# Exercise directions
From the records, return each line that has the word "usize" in it.

Data records
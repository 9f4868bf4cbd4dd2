/// 应用全局状态

use engine::{OperationAggregator, OperationService, Poller, WizardStepController};
use std::sync::Arc;
use tokio::sync::RwLock;

use crate::executor::ExecutorClient;
use crate::ws::FrontendConnectionManager;

/// 应用状态
#[derive(Clone)]
pub struct AppState {
    /// 操作保留树
    pub aggregator: Arc<RwLock<OperationAggregator>>,
    /// 中止/重试命令
    pub operation_service: OperationService,
    /// 安装向导
    pub wizard: Arc<WizardStepController>,
    /// 前端 WebSocket 连接管理器
    pub frontend_manager: FrontendConnectionManager,
    /// 执行器链路
    pub executor: ExecutorClient,
    pub poller: Poller,
}

impl AppState {
    pub fn new(
        operation_service: OperationService,
        wizard: Arc<WizardStepController>,
        executor: ExecutorClient,
        poller: Poller,
    ) -> Self {
        Self {
            aggregator: operation_service.aggregator().clone(),
            operation_service,
            wizard,
            frontend_manager: FrontendConnectionManager::new(),
            executor,
            poller,
        }
    }

    pub fn operation_service(&self) -> &OperationService {
        &self.operation_service
    }

    /// 获取安装向导
    pub fn wizard(&self) -> Arc<WizardStepController> {
        self.wizard.clone()
    }

    /// 获取前端连接管理器
    pub fn frontend_manager(&self) -> FrontendConnectionManager {
        self.frontend_manager.clone()
    }

    pub fn executor(&self) -> &ExecutorClient {
        &self.executor
    }

    /// 触发一次立即轮询
    pub fn poll_now(&self) {
        self.poller.poll_now();
    }
}
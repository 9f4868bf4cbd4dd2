/// 向导步骤控制器
///
/// 组合步骤序列、持久化存储与各步骤的加载/保存动作。内部自带锁，
/// 可以直接以 Arc 共享：加载/保存/结束互斥执行，导航互斥执行，
/// 状态锁只在读写内存状态时短暂持有。

use common::utils::namespaced_key;
use common::{Error, LoadFailure, Result};
use serde::{Deserialize, Serialize};
use std::collections::HashMap;
use std::sync::Arc;
use tokio::sync::{Mutex, RwLock};
use tracing::{debug, info, warn};

use super::actions::{apply_patch, run_actions, ContentPatch, StepAction, WizardContent};
use super::sequencer::StepSequencer;
use crate::persist::PersistenceStore;

const CURRENT_STEP_KEY: &str = "currentStep";
const STEPS_SAVED_STATE_KEY: &str = "stepsSavedState";

/// 步骤门控条件，返回 false 时步骤禁用
pub type GatingPredicate = Arc<dyn Fn(&WizardContent) -> bool + Send + Sync>;

/// 步骤定义
#[derive(Clone)]
pub struct StepDefinition {
    pub name: String,
    gate: Option<GatingPredicate>,
    load: Vec<StepAction>,
    save: Vec<StepAction>,
}

impl StepDefinition {
    pub fn new(name: impl Into<String>) -> Self {
        Self {
            name: name.into(),
            gate: None,
            load: Vec::new(),
            save: Vec::new(),
        }
    }

    pub fn gated_by<F>(mut self, gate: F) -> Self
    where
        F: Fn(&WizardContent) -> bool + Send + Sync + 'static,
    {
        self.gate = Some(Arc::new(gate));
        self
    }

    pub fn on_load(mut self, action: StepAction) -> Self {
        self.load.push(action);
        self
    }

    pub fn on_save(mut self, action: StepAction) -> Self {
        self.save.push(action);
        self
    }

    fn is_open(&self, content: &WizardContent) -> bool {
        self.gate.as_ref().map(|gate| gate(content)).unwrap_or(true)
    }
}

/// 向导配置
#[derive(Debug, Clone, Serialize, Deserialize)]
pub struct WizardConfig {
    /// 存储键前缀，例如 "installer"
    pub namespace: String,
    /// 过了这一步集群已经创建，再往回走需要清掉集群标记
    pub point_of_no_return: Option<String>,
    /// 集群已创建的标记键
    pub cluster_marker_key: String,
    /// finish() 时从存储中删除的键
    pub session_keys: Vec<String>,
}

impl WizardConfig {
    pub fn new(namespace: impl Into<String>) -> Self {
        Self {
            namespace: namespace.into(),
            point_of_no_return: None,
            cluster_marker_key: "clusterStatus".to_string(),
            session_keys: Vec::new(),
        }
    }

    fn key(&self, key: &str) -> String {
        namespaced_key(&self.namespace, key)
    }
}

/// 步骤的对外视图
#[derive(Debug, Clone, Serialize, Deserialize, PartialEq, Eq)]
pub struct StepView {
    pub name: String,
    pub index: usize,
    pub enabled: bool,
    pub saved: bool,
    pub active: bool,
}

pub struct WizardStepController {
    config: WizardConfig,
    steps: Vec<StepDefinition>,
    index: HashMap<String, usize>,
    point_of_no_return: Option<usize>,
    sequencer: RwLock<StepSequencer>,
    content: RwLock<WizardContent>,
    errors: RwLock<Vec<String>>,
    store: Arc<dyn PersistenceStore>,
    /// 内容的读-改-写（加载、保存、结束）整段持有
    content_guard: Mutex<()>,
    /// 导航整段持有，存储写入成功后才切换当前步骤
    navigation: Mutex<()>,
}

impl WizardStepController {
    pub fn new(
        config: WizardConfig,
        steps: Vec<StepDefinition>,
        store: Arc<dyn PersistenceStore>,
    ) -> Result<Self> {
        if steps.is_empty() {
            return Err(Error::Config("向导至少需要一个步骤".to_string()));
        }

        let mut index = HashMap::with_capacity(steps.len());
        for (i, step) in steps.iter().enumerate() {
            if index.insert(step.name.clone(), i).is_some() {
                return Err(Error::Config(format!("步骤名称重复: {}", step.name)));
            }
        }

        let point_of_no_return = match &config.point_of_no_return {
            Some(name) => Some(
                *index
                    .get(name)
                    .ok_or_else(|| Error::Config(format!("不可回退点不是已配置的步骤: {}", name)))?,
            ),
            None => None,
        };

        info!("向导已初始化: namespace={}, steps={}", config.namespace, steps.len());

        Ok(Self {
            sequencer: RwLock::new(StepSequencer::new(steps.len())),
            content: RwLock::new(WizardContent::new()),
            errors: RwLock::new(Vec::new()),
            config,
            steps,
            index,
            point_of_no_return,
            store,
            content_guard: Mutex::new(()),
            navigation: Mutex::new(()),
        })
    }

    pub fn config(&self) -> &WizardConfig {
        &self.config
    }

    // ========================================================================
    // 步骤查询
    // ========================================================================

    pub fn total_steps(&self) -> usize {
        self.steps.len()
    }

    pub fn get_step_index(&self, name: &str) -> Result<usize> {
        self.index
            .get(name)
            .copied()
            .ok_or_else(|| Error::UnknownStep(name.to_string()))
    }

    pub fn step_names(&self) -> Vec<&str> {
        self.steps.iter().map(|s| s.name.as_str()).collect()
    }

    pub async fn is_step_disabled(&self, name: &str) -> Result<bool> {
        let index = self.get_step_index(name)?;
        let below = self.sequencer.read().await.is_below_watermark(index);
        if below {
            return Ok(true);
        }
        let content = self.content.read().await;
        Ok(!self.steps[index].is_open(&content))
    }

    pub async fn current_step(&self) -> String {
        let current = self.sequencer.read().await.current();
        self.steps[current].name.clone()
    }

    pub async fn steps(&self) -> Vec<StepView> {
        let sequencer = self.sequencer.read().await.clone();
        let content = self.content.read().await;
        self.steps
            .iter()
            .enumerate()
            .map(|(i, step)| StepView {
                name: step.name.clone(),
                index: i,
                enabled: !sequencer.is_below_watermark(i) && step.is_open(&content),
                saved: sequencer.is_saved(i),
                active: sequencer.current() == i,
            })
            .collect()
    }

    // ========================================================================
    // 导航
    // ========================================================================

    /// 切换到指定步骤
    pub async fn goto_step(&self, name: &str) -> Result<()> {
        let target = self.get_step_index(name)?;
        let _navigation = self.navigation.lock().await;
        if self.is_step_disabled(name).await? {
            return Err(Error::StepDisabled(name.to_string()));
        }

        let current = self.sequencer.read().await.current();

        if let Some(ponr) = self.point_of_no_return {
            if current >= ponr && target < ponr {
                warn!("回退到不可回退点之前，清除集群标记: {} -> {}", self.steps[current].name, name);
                self.store.remove(&self.config.key(&self.config.cluster_marker_key)).await?;
            }
        }

        self.store
            .set(&self.config.key(CURRENT_STEP_KEY), serde_json::Value::String(name.to_string()))
            .await?;
        self.sequencer.write().await.set_current(target);
        debug!("向导步骤切换: {} -> {}", self.steps[current].name, name);
        Ok(())
    }

    /// 设置下层禁用水位线
    pub async fn set_lower_steps_disable(&self, index: usize) -> Result<()> {
        if index > self.steps.len() {
            return Err(Error::InvalidArgument(format!("步骤下标越界: {}", index)));
        }
        self.sequencer.write().await.set_lower_steps_disable(index);
        info!("已禁用第 {} 步之前的所有步骤", index);
        Ok(())
    }

    // ========================================================================
    // 保存台账
    // ========================================================================

    /// 未知步骤返回 false
    pub async fn get_step_saved_state(&self, name: &str) -> bool {
        match self.index.get(name) {
            Some(&i) => self.sequencer.read().await.is_saved(i),
            None => false,
        }
    }

    pub async fn set_step_saved(&self, name: &str) -> Result<()> {
        let index = self.get_step_index(name)?;
        let flags = {
            let mut sequencer = self.sequencer.write().await;
            if !sequencer.set_saved(index) {
                return Ok(());
            }
            sequencer.saved_flags().to_vec()
        };
        self.persist_saved_state(&flags).await
    }

    pub async fn set_step_unsaved(&self, name: &str) -> Result<()> {
        let index = self.get_step_index(name)?;
        let flags = {
            let mut sequencer = self.sequencer.write().await;
            sequencer.set_unsaved(index);
            sequencer.saved_flags().to_vec()
        };
        self.persist_saved_state(&flags).await
    }

    async fn persist_saved_state(&self, flags: &[bool]) -> Result<()> {
        let state: serde_json::Map<String, serde_json::Value> = self
            .steps
            .iter()
            .zip(flags)
            .map(|(step, saved)| (step.name.clone(), serde_json::Value::Bool(*saved)))
            .collect();
        self.store
            .set(&self.config.key(STEPS_SAVED_STATE_KEY), serde_json::Value::Object(state))
            .await
    }

    // ========================================================================
    // 加载 / 保存
    // ========================================================================

    /// 执行步骤的加载动作，全部成功才提交内容
    pub async fn load_step(&self, name: &str) -> Result<()> {
        let index = self.get_step_index(name)?;
        let step = &self.steps[index];
        if step.load.is_empty() {
            return Ok(());
        }

        let _guard = self.content_guard.lock().await;
        let snapshot = self.content.read().await.clone();
        match run_actions(&step.load, &snapshot).await {
            Ok(next) => {
                *self.content.write().await = next;
                debug!("步骤已加载: {}", name);
                Ok(())
            }
            Err(failures) => {
                let failure = LoadFailure {
                    step: name.to_string(),
                    failures,
                };
                warn!("步骤加载失败: {}", failure);
                Err(Error::StepLoad(failure))
            }
        }
    }

    /// 合并补丁、执行保存动作，然后标记步骤已保存
    ///
    /// 保存动作失败时内容不变，错误同样以 StepLoad 返回
    pub async fn save_step(&self, name: &str, patch: ContentPatch) -> Result<()> {
        let index = self.get_step_index(name)?;
        let step = &self.steps[index];

        let _guard = self.content_guard.lock().await;
        let mut draft = self.content.read().await.clone();
        apply_patch(&mut draft, patch);

        let next = run_actions(&step.save, &draft).await.map_err(|failures| {
            Error::StepLoad(LoadFailure {
                step: name.to_string(),
                failures,
            })
        })?;
        *self.content.write().await = next;

        self.set_step_saved(name).await?;
        info!("✅ 步骤已保存: {}", name);
        Ok(())
    }

    /// 从第一步到当前步骤依次加载
    pub async fn load_all_prior_steps(&self) -> Result<()> {
        let current = self.sequencer.read().await.current();
        for step in &self.steps[..=current] {
            self.load_step(&step.name).await?;
        }
        Ok(())
    }

    // ========================================================================
    // 会话
    // ========================================================================

    /// 从存储恢复当前步骤与保存台账
    pub async fn restore(&self) -> Result<()> {
        let current = self.store.get(&self.config.key(CURRENT_STEP_KEY)).await?;
        let saved = self.store.get(&self.config.key(STEPS_SAVED_STATE_KEY)).await?;

        let mut sequencer = self.sequencer.write().await;
        if let Some(name) = current.as_ref().and_then(|v| v.as_str()) {
            match self.index.get(name) {
                Some(&i) => sequencer.set_current(i),
                None => warn!("忽略未知的已保存步骤: {}", name),
            }
        }
        if let Some(serde_json::Value::Object(map)) = saved {
            let flags: Vec<bool> = self
                .steps
                .iter()
                .map(|step| map.get(&step.name).and_then(|v| v.as_bool()).unwrap_or(false))
                .collect();
            sequencer.restore_saved(&flags);
        }

        info!(
            "向导状态已恢复: current={}, saved={:?}",
            self.steps[sequencer.current()].name,
            sequencer.saved_flags()
        );
        Ok(())
    }

    /// 结束向导：重置台账与当前步骤，清除会话键
    pub async fn finish(&self) -> Result<()> {
        let _guard = self.content_guard.lock().await;
        self.sequencer.write().await.reset();
        self.content.write().await.clear();
        self.errors.write().await.clear();

        let mut keys = vec![CURRENT_STEP_KEY.to_string(), STEPS_SAVED_STATE_KEY.to_string()];
        keys.extend(self.config.session_keys.iter().cloned());
        for key in keys {
            self.store.remove(&self.config.key(&key)).await?;
        }

        info!("🏁 向导已结束: namespace={}", self.config.namespace);
        Ok(())
    }

    // ========================================================================
    // 内容 / 错误列表
    // ========================================================================

    pub async fn content(&self) -> WizardContent {
        self.content.read().await.clone()
    }

    pub async fn content_value(&self, key: &str) -> Option<serde_json::Value> {
        self.content.read().await.get(key).cloned()
    }

    pub async fn add_error(&self, message: impl Into<String>) {
        self.errors.write().await.push(message.into());
    }

    pub async fn clear_errors(&self) {
        self.errors.write().await.clear();
    }

    pub async fn has_errors(&self) -> bool {
        !self.errors.read().await.is_empty()
    }

    pub async fn errors(&self) -> Vec<String> {
        self.errors.read().await.clone()
    }
}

# Worked solution
    pub index: usize,
    index: HashMap<String, usize>,
    point_of_no_return: Option<usize>,
    pub fn total_steps(&self) -> usize {
    pub fn get_step_index(&self, name: &str) -> Result<usize> {
    pub async fn set_lower_steps_disable(&self, index: usize) -> Result<()> {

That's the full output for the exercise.